Savasana, or Corpse Pose, on a physical level, lets your nervous system incorporate everything you’ve just done. It’s also important to let your body relax after all the motion, tension, and balance it has just been asked to do. I’ve found that in more physically challenging classes Savasana helps stave off the muscle soreness and tension that I otherwise would have felt had I skipped it. And I know this because I used to skip Savasana after some of my home practices and found that I woke up more sore the next day because I had skipped it. If I took the 5 minutes or so to lay there and incrementally relax my body, that tension had a chance to drain away; the muscles had a chance to relax. However, if I skipped it, my muscles remain tense and I carry the tension to bed with me. Who wants to go to bed or go on about their day with a tight neck and shoulders?
Savasana as it relates to the emotional and mental states is a whole other story. I think for
most some people this is the hard part. I do see people who can’t be still physically (and you know their mind isn’t still either), but not as much in Vinyasa classes because of the physical exertion. The point of Savasana on this level is to quiet the mind. For most people, thoughts will continue to come. This is normal. The idea is that you notice them and let them float away. I like to say, “…watch them float away as if on a river”, or “…watch them pass by like a white fluffy cloud” (Pretty imagery FTW!).
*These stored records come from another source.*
use crate::models::{item_to_todo, todo_key, todo_to_item, TodoUpdate, TODO_ENTITY_TYPE};
use crate::store::{not_found, TodoStore};
use async_trait::async_trait;
use aws_sdk_dynamodb::error::DisplayErrorContext;
use aws_sdk_dynamodb::types::{
    AttributeDefinition, AttributeValue, BillingMode, KeySchemaElement, KeyType, ReturnValue,
    ScalarAttributeType,
};
use aws_sdk_dynamodb::Client;
use chrono::{DateTime, Utc};
use domain::{
    group_count, GroupCounts, GroupField, NewTodo, Todo, TodoChanges, TodoError, TodoFilter,
    TodoId, TodoSort, TodoStats,
};
use shared::Config;
use tracing::{debug, info};

#[derive(Clone)]
pub struct DynamoDbClient {
    client: Client,
    table_name: String,
}

impl DynamoDbClient {
    /// Loads AWS settings from the environment. `dynamodb_endpoint` overrides the service
    /// endpoint, e.g. for DynamoDB Local.
    pub async fn new(config: &Config) -> Self {
        let aws_config = aws_config::load_defaults(aws_config::BehaviorVersion::latest()).await;
        let mut builder = aws_sdk_dynamodb::config::Builder::from(&aws_config);
        if let Some(endpoint) = &config.dynamodb_endpoint {
            builder = builder.endpoint_url(endpoint);
        }

        Self {
            client: Client::from_conf(builder.build()),
            table_name: config.dynamodb_table.clone(),
        }
    }

    pub fn client(&self) -> &Client {
        &self.client
    }

    pub fn table_name(&self) -> &str {
        &self.table_name
    }

    /// Creates the table with the `PK`/`SK` key schema unless it already exists.
    pub async fn create_table_if_missing(&self) -> Result<(), TodoError> {
        match self
            .client
            .describe_table()
            .table_name(&self.table_name)
            .send()
            .await
        {
            Ok(_) => return Ok(()),
            Err(err) => {
                let err = err.into_service_error();
                if !err.is_resource_not_found_exception() {
                    return Err(store_error(err));
                }
            }
        }

        let key_attribute = |name: &str| {
            AttributeDefinition::builder()
                .attribute_name(name)
                .attribute_type(ScalarAttributeType::S)
                .build()
                .map_err(store_error)
        };
        let key_element = |name: &str, key_type: KeyType| {
            KeySchemaElement::builder()
                .attribute_name(name)
                .key_type(key_type)
                .build()
                .map_err(store_error)
        };

        self.client
            .create_table()
            .table_name(&self.table_name)
            .attribute_definitions(key_attribute("PK")?)
            .attribute_definitions(key_attribute("SK")?)
            .key_schema(key_element("PK", KeyType::Hash)?)
            .key_schema(key_element("SK", KeyType::Range)?)
            .billing_mode(BillingMode::PayPerRequest)
            .send()
            .await
            .map_err(store_error)?;

        info!(table = %self.table_name, "DynamoDB table created");
        Ok(())
    }
}

/// `TodoStore` backed by a DynamoDB table holding one item per Todo.
///
/// DynamoDB has no secondary query or aggregation primitive matching the list
/// and stats operations, so `find`, `count` and `group_count` scan the table
/// and evaluate filters in process.
#[derive(Clone)]
pub struct DynamoDbTodoStore {
    db: DynamoDbClient,
}

impl DynamoDbTodoStore {
    pub fn new(db: DynamoDbClient) -> Self {
        Self { db }
    }

    async fn scan_all(&self) -> Result<Vec<Todo>, TodoError> {
        let mut todos = Vec::new();
        let mut start_key = None;

        loop {
            let output = self
                .db
                .client()
                .scan()
                .table_name(self.db.table_name())
                .filter_expression("EntityType = :entity_type")
                .expression_attribute_values(
                    ":entity_type",
                    AttributeValue::S(TODO_ENTITY_TYPE.to_string()),
                )
                .consistent_read(true)
                .set_exclusive_start_key(start_key)
                .send()
                .await
                .map_err(store_error)?;

            for item in output.items() {
                todos.push(item_to_todo(item)?);
            }

            match output.last_evaluated_key() {
                Some(key) if !key.is_empty() => start_key = Some(key.clone()),
                _ => break,
            }
        }

        debug!(table = %self.db.table_name(), count = todos.len(), "scan completed");
        Ok(todos)
    }
}

#[async_trait]
impl TodoStore for DynamoDbTodoStore {
    async fn find(&self, filter: &TodoFilter, sort: &TodoSort) -> Result<Vec<Todo>, TodoError> {
        let mut todos: Vec<Todo> = self
            .scan_all()
            .await?
            .into_iter()
            .filter(|todo| filter.matches(todo))
            .collect();
        sort.sort(&mut todos);
        Ok(todos)
    }

    async fn find_by_id(&self, id: &TodoId) -> Result<Option<Todo>, TodoError> {
        let output = self
            .db
            .client()
            .get_item()
            .table_name(self.db.table_name())
            .set_key(Some(todo_key(id)))
            .consistent_read(true)
            .send()
            .await
            .map_err(store_error)?;

        output.item().map(item_to_todo).transpose()
    }

    async fn create(&self, input: NewTodo) -> Result<Todo, TodoError> {
        let todo = input.into_todo(TodoId::new(), Utc::now())?;

        self.db
            .client()
            .put_item()
            .table_name(self.db.table_name())
            .set_item(Some(todo_to_item(&todo)))
            .condition_expression("attribute_not_exists(PK)")
            .send()
            .await
            .map_err(store_error)?;

        info!(todo_id = %todo.id, "todo created");
        Ok(todo)
    }

    async fn update_by_id(&self, id: &TodoId, changes: TodoChanges) -> Result<Todo, TodoError> {
        let current = self.find_by_id(id).await?.ok_or_else(|| not_found(id))?;
        let updated = changes.clone().apply(&current, Utc::now())?;
        let (expression, names, values) = TodoUpdate::new(&changes, &updated).into_parts();

        // Writes only the attributes present in `changes`.
        let result = self
            .db
            .client()
            .update_item()
            .table_name(self.db.table_name())
            .set_key(Some(todo_key(id)))
            .update_expression(expression)
            .condition_expression("attribute_exists(PK)")
            .set_expression_attribute_names(Some(names))
            .set_expression_attribute_values(Some(values))
            .return_values(ReturnValue::AllNew)
            .send()
            .await;

        match result {
            Ok(output) => {
                let todo = output
                    .attributes()
                    .map(item_to_todo)
                    .transpose()?
                    .ok_or_else(|| not_found(id))?;
                info!(todo_id = %id, "todo updated");
                Ok(todo)
            }
            Err(err) => {
                let err = err.into_service_error();
                if err.is_conditional_check_failed_exception() {
                    Err(not_found(id))
                } else {
                    Err(store_error(err))
                }
            }
        }
    }

    async fn delete_by_id(&self, id: &TodoId) -> Result<Todo, TodoError> {
        let result = self
            .db
            .client()
            .delete_item()
            .table_name(self.db.table_name())
            .set_key(Some(todo_key(id)))
            .condition_expression("attribute_exists(PK)")
            .return_values(ReturnValue::AllOld)
            .send()
            .await;

        match result {
            Ok(output) => {
                let removed = output
                    .attributes()
                    .map(item_to_todo)
                    .transpose()?
                    .ok_or_else(|| not_found(id))?;
                info!(todo_id = %id, "todo deleted");
                Ok(removed)
            }
            Err(err) => {
                let err = err.into_service_error();
                if err.is_conditional_check_failed_exception() {
                    Err(not_found(id))
                } else {
                    Err(store_error(err))
                }
            }
        }
    }

    async fn count(&self, filter: &TodoFilter) -> Result<u64, TodoError> {
        let todos = self.scan_all().await?;
        Ok(todos.iter().filter(|todo| filter.matches(todo)).count() as u64)
    }

    async fn group_count(&self, field: GroupField) -> Result<GroupCounts, TodoError> {
        let todos = self.scan_all().await?;
        Ok(group_count(&todos, field))
    }

    async fn stats(&self, now: DateTime<Utc>) -> Result<TodoStats, TodoError> {
        let todos = self.scan_all().await?;
        Ok(TodoStats::from_todos(&todos, now))
    }

    async fn ping(&self) -> Result<(), TodoError> {
        self.db
            .client()
            .describe_table()
            .table_name(self.db.table_name())
            .send()
            .await
            .map_err(store_error)?;
        Ok(())
    }
}

fn store_error<E>(err: E) -> TodoError
where
    E: std::error::Error,
{
    TodoError::Store(DisplayErrorContext(err).to_string())
}
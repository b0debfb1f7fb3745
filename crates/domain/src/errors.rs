use thiserror::Error;

#[derive(Debug, Clone, PartialEq, Eq, Error)]
pub enum DomainError {
    #[error("Invalid TodoId: {0}")]
    InvalidTodoId(String),

    #[error("Invalid priority: {0}")]
    InvalidPriority(String),
}

/// Store-level failures surfaced to callers of `TodoStore`.
#[derive(Debug, Clone, PartialEq, Eq, Error)]
pub enum TodoError {
    #[error("{0}")]
    Validation(String),

    #[error("Todo not found: {0}")]
    NotFound(String),

    #[error("Store error: {0}")]
    Store(String),

    #[error("Domain error: {0}")]
    Domain(#[from] DomainError),
}

/// Collects per-field failures and renders them as a single validation message.
#[derive(Debug, Default)]
pub(crate) struct ValidationErrors {
    failures: Vec<(&'static str, String)>,
}

impl ValidationErrors {
    pub(crate) fn add(&mut self, field: &'static str, reason: impl Into<String>) {
        self.failures.push((field, reason.into()));
    }

    pub(crate) fn into_result(self) -> Result<(), TodoError> {
        if self.failures.is_empty() {
            return Ok(());
        }

        let details = self
            .failures
            .iter()
            .map(|(field, reason)| format!("{field}: {reason}"))
            .collect::<Vec<_>>()
            .join(", ");

        Err(TodoError::Validation(format!(
            "Todo validation failed: {details}"
        )))
    }
}
use crate::errors::{DomainError, TodoError, ValidationErrors};
use chrono::{DateTime, Duration, Utc};
use serde::{Deserialize, Deserializer, Serialize};
use std::fmt;
use std::str::FromStr;

pub const TITLE_MAX_LEN: usize = 200;
pub const DESCRIPTION_MAX_LEN: usize = 1000;
pub const CATEGORY_MAX_LEN: usize = 50;
pub const DEFAULT_CATEGORY: &str = "general";

#[derive(Debug, Clone, PartialEq, Eq, Hash, PartialOrd, Ord, Serialize, Deserialize)]
#[serde(transparent)]
pub struct TodoId(String);

impl TodoId {
    pub fn new() -> Self {
        Self(ulid::Ulid::new().to_string())
    }

    /// Accepts any ULID string, including lowercase, and stores its canonical uppercase form.
    pub fn parse(id: &str) -> Result<Self, DomainError> {
        ulid::Ulid::from_string(id)
            .map(|ulid| Self(ulid.to_string()))
            .map_err(|_| DomainError::InvalidTodoId(id.to_string()))
    }

    pub fn as_str(&self) -> &str {
        &self.0
    }

    pub fn timestamp_ms(&self) -> Option<u64> {
        ulid::Ulid::from_string(&self.0)
            .ok()
            .map(|ulid| ulid.timestamp_ms())
    }
}

impl Default for TodoId {
    fn default() -> Self {
        Self::new()
    }
}

impl fmt::Display for TodoId {
    fn fmt(&self, f: &mut fmt::Formatter<'_>) -> fmt::Result {
        f.write_str(&self.0)
    }
}

impl FromStr for TodoId {
    type Err = DomainError;

    fn from_str(s: &str) -> Result<Self, Self::Err> {
        Self::parse(s)
    }
}

#[derive(Debug, Clone, Copy, Default, PartialEq, Eq, Hash, Serialize, Deserialize)]
#[serde(rename_all = "lowercase")]
pub enum Priority {
    Low,
    #[default]
    Medium,
    High,
}

impl Priority {
    pub fn as_str(&self) -> &'static str {
        match self {
            Priority::Low => "low",
            Priority::Medium => "medium",
            Priority::High => "high",
        }
    }

    /// Ordering used when sorting by priority.
    pub fn rank(&self) -> u8 {
        match self {
            Priority::Low => 0,
            Priority::Medium => 1,
            Priority::High => 2,
        }
    }
}

impl fmt::Display for Priority {
    fn fmt(&self, f: &mut fmt::Formatter<'_>) -> fmt::Result {
        f.write_str(self.as_str())
    }
}

impl FromStr for Priority {
    type Err = DomainError;

    fn from_str(s: &str) -> Result<Self, Self::Err> {
        match s {
            "low" => Ok(Priority::Low),
            "medium" => Ok(Priority::Medium),
            "high" => Ok(Priority::High),
            other => Err(DomainError::InvalidPriority(other.to_string())),
        }
    }
}

#[derive(Debug, Clone, PartialEq, Eq, Serialize, Deserialize)]
#[serde(rename_all = "camelCase")]
pub struct Todo {
    pub id: TodoId,
    pub title: String,
    #[serde(skip_serializing_if = "Option::is_none")]
    pub description: Option<String>,
    pub completed: bool,
    pub priority: Priority,
    pub category: String,
    #[serde(skip_serializing_if = "Option::is_none")]
    pub due_date: Option<DateTime<Utc>>,
    pub created_at: DateTime<Utc>,
    pub updated_at: DateTime<Utc>,
}

impl Todo {
    /// Flips `completed` and refreshes `updated_at`.
    pub fn toggle(&mut self, now: DateTime<Utc>) {
        self.completed = !self.completed;
        self.touch(now);
    }

    /// Moves `updated_at` forward. It always advances, even when the clock has not.
    pub fn touch(&mut self, now: DateTime<Utc>) {
        self.updated_at = if now > self.updated_at {
            now
        } else {
            self.updated_at + Duration::milliseconds(1)
        };
    }

    pub fn is_overdue(&self, now: DateTime<Utc>) -> bool {
        !self.completed && self.due_date.is_some_and(|due| due < now)
    }
}

/// Body of a create request.
#[derive(Debug, Clone, Default, PartialEq, Eq, Serialize, Deserialize)]
#[serde(rename_all = "camelCase", deny_unknown_fields)]
pub struct NewTodo {
    #[serde(default)]
    pub title: String,
    #[serde(default, skip_serializing_if = "Option::is_none")]
    pub description: Option<String>,
    #[serde(default)]
    pub completed: bool,
    #[serde(default, skip_serializing_if = "Option::is_none")]
    pub priority: Option<Priority>,
    #[serde(default, skip_serializing_if = "Option::is_none")]
    pub category: Option<String>,
    #[serde(default, skip_serializing_if = "Option::is_none")]
    pub due_date: Option<DateTime<Utc>>,
}

impl NewTodo {
    pub fn new(title: impl Into<String>) -> Self {
        Self {
            title: title.into(),
            ..Self::default()
        }
    }

    /// Validates the input and builds the stored record. `created_at` and `updated_at` are both `now`.
    pub fn into_todo(self, id: TodoId, now: DateTime<Utc>) -> Result<Todo, TodoError> {
        let mut errors = ValidationErrors::default();

        let title = normalize_title(self.title, &mut errors);
        let description = normalize_description(self.description, &mut errors);
        let category = match self.category {
            Some(category) => normalize_category(category, &mut errors),
            None => DEFAULT_CATEGORY.to_string(),
        };

        errors.into_result()?;

        Ok(Todo {
            id,
            title,
            description,
            completed: self.completed,
            priority: self.priority.unwrap_or_default(),
            category,
            due_date: self.due_date,
            created_at: now,
            updated_at: now,
        })
    }
}

/// Body of an update request. Absent fields are left untouched; `description`
/// and `dueDate` may be sent as `null` to clear them.
#[derive(Debug, Clone, Default, PartialEq, Eq, Serialize, Deserialize)]
#[serde(rename_all = "camelCase", deny_unknown_fields)]
pub struct TodoChanges {
    #[serde(default, skip_serializing_if = "Option::is_none")]
    pub title: Option<String>,
    #[serde(
        default,
        deserialize_with = "nullable",
        skip_serializing_if = "Option::is_none"
    )]
    pub description: Option<Option<String>>,
    #[serde(default, skip_serializing_if = "Option::is_none")]
    pub completed: Option<bool>,
    #[serde(default, skip_serializing_if = "Option::is_none")]
    pub priority: Option<Priority>,
    #[serde(default, skip_serializing_if = "Option::is_none")]
    pub category: Option<String>,
    #[serde(
        default,
        deserialize_with = "nullable",
        skip_serializing_if = "Option::is_none"
    )]
    pub due_date: Option<Option<DateTime<Utc>>>,
}

impl TodoChanges {
    /// Merges the changes into a copy of `current`, re-validates it and refreshes `updated_at`.
    pub fn apply(self, current: &Todo, now: DateTime<Utc>) -> Result<Todo, TodoError> {
        let mut errors = ValidationErrors::default();
        let mut todo = current.clone();

        if let Some(title) = self.title {
            todo.title = normalize_title(title, &mut errors);
        }
        if let Some(description) = self.description {
            todo.description = normalize_description(description, &mut errors);
        }
        if let Some(completed) = self.completed {
            todo.completed = completed;
        }
        if let Some(priority) = self.priority {
            todo.priority = priority;
        }
        if let Some(category) = self.category {
            todo.category = normalize_category(category, &mut errors);
        }
        if let Some(due_date) = self.due_date {
            todo.due_date = due_date;
        }

        errors.into_result()?;

        todo.touch(now);
        Ok(todo)
    }
}

// Distinguishes an explicit `null` (Some(None)) from a missing field (None).
fn nullable<'de, D, T>(deserializer: D) -> Result<Option<Option<T>>, D::Error>
where
    D: Deserializer<'de>,
    T: Deserialize<'de>,
{
    Option::<T>::deserialize(deserializer).map(Some)
}

fn normalize_title(title: String, errors: &mut ValidationErrors) -> String {
    let title = title.trim().to_string();
    if title.is_empty() {
        errors.add("title", "title is required");
    } else if title.chars().count() > TITLE_MAX_LEN {
        errors.add(
            "title",
            format!("title must be at most {TITLE_MAX_LEN} characters"),
        );
    }
    title
}

fn normalize_description(
    description: Option<String>,
    errors: &mut ValidationErrors,
) -> Option<String> {
    let description = description
        .map(|d| d.trim().to_string())
        .filter(|d| !d.is_empty())?;
    if description.chars().count() > DESCRIPTION_MAX_LEN {
        errors.add(
            "description",
            format!("description must be at most {DESCRIPTION_MAX_LEN} characters"),
        );
    }
    Some(description)
}

fn normalize_category(category: String, errors: &mut ValidationErrors) -> String {
    let category = category.trim().to_string();
    if category.is_empty() {
        errors.add("category", "category cannot be empty");
    } else if category.chars().count() > CATEGORY_MAX_LEN {
        errors.add(
            "category",
            format!("category must be at most {CATEGORY_MAX_LEN} characters"),
        );
    }
    category
}
//! Number format types

/// Number format of a style record
#[derive(Debug, Clone, PartialEq, Eq, Hash, Default)]
pub enum NumberFormat {
    /// General format (id 0)
    #[default]
    General,

    /// Built-in format by ID; no `<numFmt>` entry is needed
    BuiltIn(u32),

    /// Custom format code, stored in `<numFmts>` with an id >= 164
    Custom(String),
}

/// Built-in formats Excel knows without a `<numFmt>` declaration
const BUILTIN_CODES: [(u32, &str); 27] = [
    (1, "0"),
    (2, "0.00"),
    (3, "#,##0"),
    (4, "#,##0.00"),
    (9, "0%"),
    (10, "0.00%"),
    (11, "0.00E+00"),
    (12, "# ?/?"),
    (13, "# ??/??"),
    (14, "mm-dd-yy"),
    (15, "d-mmm-yy"),
    (16, "d-mmm"),
    (17, "mmm-yy"),
    (18, "h:mm AM/PM"),
    (19, "h:mm:ss AM/PM"),
    (20, "h:mm"),
    (21, "h:mm:ss"),
    (22, "m/d/yy h:mm"),
    (37, "#,##0 ;(#,##0)"),
    (38, "#,##0 ;[Red](#,##0)"),
    (39, "#,##0.00;(#,##0.00)"),
    (40, "#,##0.00;[Red](#,##0.00)"),
    (45, "mm:ss"),
    (46, "[h]:mm:ss"),
    (47, "mmss.0"),
    (48, "##0.0E+0"),
    (49, "@"),
];

/// First id available for custom formats
pub const FIRST_CUSTOM_NUM_FMT_ID: u32 = 164;

impl NumberFormat {
    /// Map a format code to the built-in id when one exists.
    ///
    /// # Examples
    /// ```
    /// use excelsior_core::NumberFormat;
    ///
    /// assert_eq!(NumberFormat::from_code("0.00"), NumberFormat::BuiltIn(2));
    /// assert_eq!(NumberFormat::from_code("General"), NumberFormat::General);
    /// assert_eq!(
    ///     NumberFormat::from_code("0.000"),
    ///     NumberFormat::Custom("0.000".into())
    /// );
    /// ```
    pub fn from_code(code: &str) -> Self {
        if code.eq_ignore_ascii_case("general") {
            return NumberFormat::General;
        }
        match BUILTIN_CODES.iter().find(|(_, c)| *c == code) {
            Some((id, _)) => NumberFormat::BuiltIn(*id),
            None => NumberFormat::Custom(code.to_string()),
        }
    }

    /// Map a `numFmtId` with no `<numFmt>` entry
    pub fn from_id(id: u32) -> Self {
        if id == 0 {
            NumberFormat::General
        } else {
            NumberFormat::BuiltIn(id)
        }
    }

    /// The format code, when known
    pub fn code(&self) -> Option<&str> {
        match self {
            NumberFormat::General => Some("General"),
            NumberFormat::BuiltIn(id) => BUILTIN_CODES
                .iter()
                .find(|(i, _)| i == id)
                .map(|(_, code)| *code),
            NumberFormat::Custom(code) => Some(code),
        }
    }

    /// The id for non-custom formats
    pub fn builtin_id(&self) -> Option<u32> {
        match self {
            NumberFormat::General => Some(0),
            NumberFormat::BuiltIn(id) => Some(*id),
            NumberFormat::Custom(_) => None,
        }
    }
}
One thought invariable leads to another, this is just the way the brain works. It’s important to understand this and not get angry about it. Our brains evolved to compile information and make sense of things. They are busy, busy things! The first step is to accept that and then work with it. I always encourage students to bring the mind back to the present by focusing on the breath or the sensation in the body. This is also how I bring my wandering mind back. This happens less when I’m taking a class or practicing at home, but when I’m taking Savasana with my students it is definitely going.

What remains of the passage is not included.